Collected data entries:

__________

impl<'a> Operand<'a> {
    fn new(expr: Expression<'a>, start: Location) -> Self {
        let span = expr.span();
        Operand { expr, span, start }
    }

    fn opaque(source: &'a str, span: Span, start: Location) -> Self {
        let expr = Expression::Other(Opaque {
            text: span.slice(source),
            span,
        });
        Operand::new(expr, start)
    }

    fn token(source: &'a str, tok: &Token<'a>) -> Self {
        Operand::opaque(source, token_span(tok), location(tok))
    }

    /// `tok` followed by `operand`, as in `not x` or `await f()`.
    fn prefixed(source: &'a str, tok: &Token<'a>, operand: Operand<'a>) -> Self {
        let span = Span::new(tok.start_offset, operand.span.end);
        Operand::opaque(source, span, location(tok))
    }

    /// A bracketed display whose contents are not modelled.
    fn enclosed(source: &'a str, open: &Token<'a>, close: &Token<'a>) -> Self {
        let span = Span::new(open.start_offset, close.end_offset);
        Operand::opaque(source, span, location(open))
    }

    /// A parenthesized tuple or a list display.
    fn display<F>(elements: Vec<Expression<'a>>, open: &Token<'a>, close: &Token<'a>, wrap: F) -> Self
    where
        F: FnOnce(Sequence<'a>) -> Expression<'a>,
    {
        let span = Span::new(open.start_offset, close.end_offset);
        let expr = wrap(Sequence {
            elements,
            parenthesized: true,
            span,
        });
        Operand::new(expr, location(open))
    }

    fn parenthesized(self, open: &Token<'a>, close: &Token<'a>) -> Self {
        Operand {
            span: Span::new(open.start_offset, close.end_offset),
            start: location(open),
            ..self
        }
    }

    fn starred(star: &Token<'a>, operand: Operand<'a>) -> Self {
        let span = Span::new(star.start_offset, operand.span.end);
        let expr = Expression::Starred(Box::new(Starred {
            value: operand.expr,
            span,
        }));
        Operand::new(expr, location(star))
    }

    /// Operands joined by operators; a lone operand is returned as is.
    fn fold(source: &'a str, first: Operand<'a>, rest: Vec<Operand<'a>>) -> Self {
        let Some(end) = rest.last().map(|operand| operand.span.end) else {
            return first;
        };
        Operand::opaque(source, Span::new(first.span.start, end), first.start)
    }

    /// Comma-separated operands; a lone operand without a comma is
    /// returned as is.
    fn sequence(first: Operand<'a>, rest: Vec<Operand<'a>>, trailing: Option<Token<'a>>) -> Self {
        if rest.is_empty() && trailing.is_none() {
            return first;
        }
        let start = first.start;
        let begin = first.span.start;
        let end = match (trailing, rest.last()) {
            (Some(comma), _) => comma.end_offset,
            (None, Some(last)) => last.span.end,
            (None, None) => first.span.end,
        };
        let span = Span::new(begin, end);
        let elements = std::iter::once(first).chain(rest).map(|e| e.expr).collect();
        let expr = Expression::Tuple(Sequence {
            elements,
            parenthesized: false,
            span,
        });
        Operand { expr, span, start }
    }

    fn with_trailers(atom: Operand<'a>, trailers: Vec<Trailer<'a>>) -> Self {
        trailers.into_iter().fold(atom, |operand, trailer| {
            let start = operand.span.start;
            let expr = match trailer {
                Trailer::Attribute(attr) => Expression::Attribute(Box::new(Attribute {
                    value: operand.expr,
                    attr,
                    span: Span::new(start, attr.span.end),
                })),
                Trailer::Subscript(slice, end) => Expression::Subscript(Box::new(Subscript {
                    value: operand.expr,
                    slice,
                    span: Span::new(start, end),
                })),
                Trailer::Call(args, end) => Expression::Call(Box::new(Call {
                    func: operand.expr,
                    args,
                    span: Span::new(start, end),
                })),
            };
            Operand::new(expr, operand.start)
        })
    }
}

__________

→ **Work order**:
Read through the entries above, and wherever a line holds the string "first", copy it.

→ **Answer space**:
    fn fold(source: &'a str, first: Operand<'a>, rest: Vec<Operand<'a>>) -> Self {
            return first;
        Operand::opaque(source, Span::new(first.span.start, end), first.start)
    fn sequence(first: Operand<'a>, rest: Vec<Operand<'a>>, trailing: Option<Token<'a>>) -> Self {
            return first;
        let start = first.start;
        let begin = first.span.start;
            (None, None) => first.span.end,
        let elements = std::iter::once(first).chain(rest).map(|e| e.expr).collect();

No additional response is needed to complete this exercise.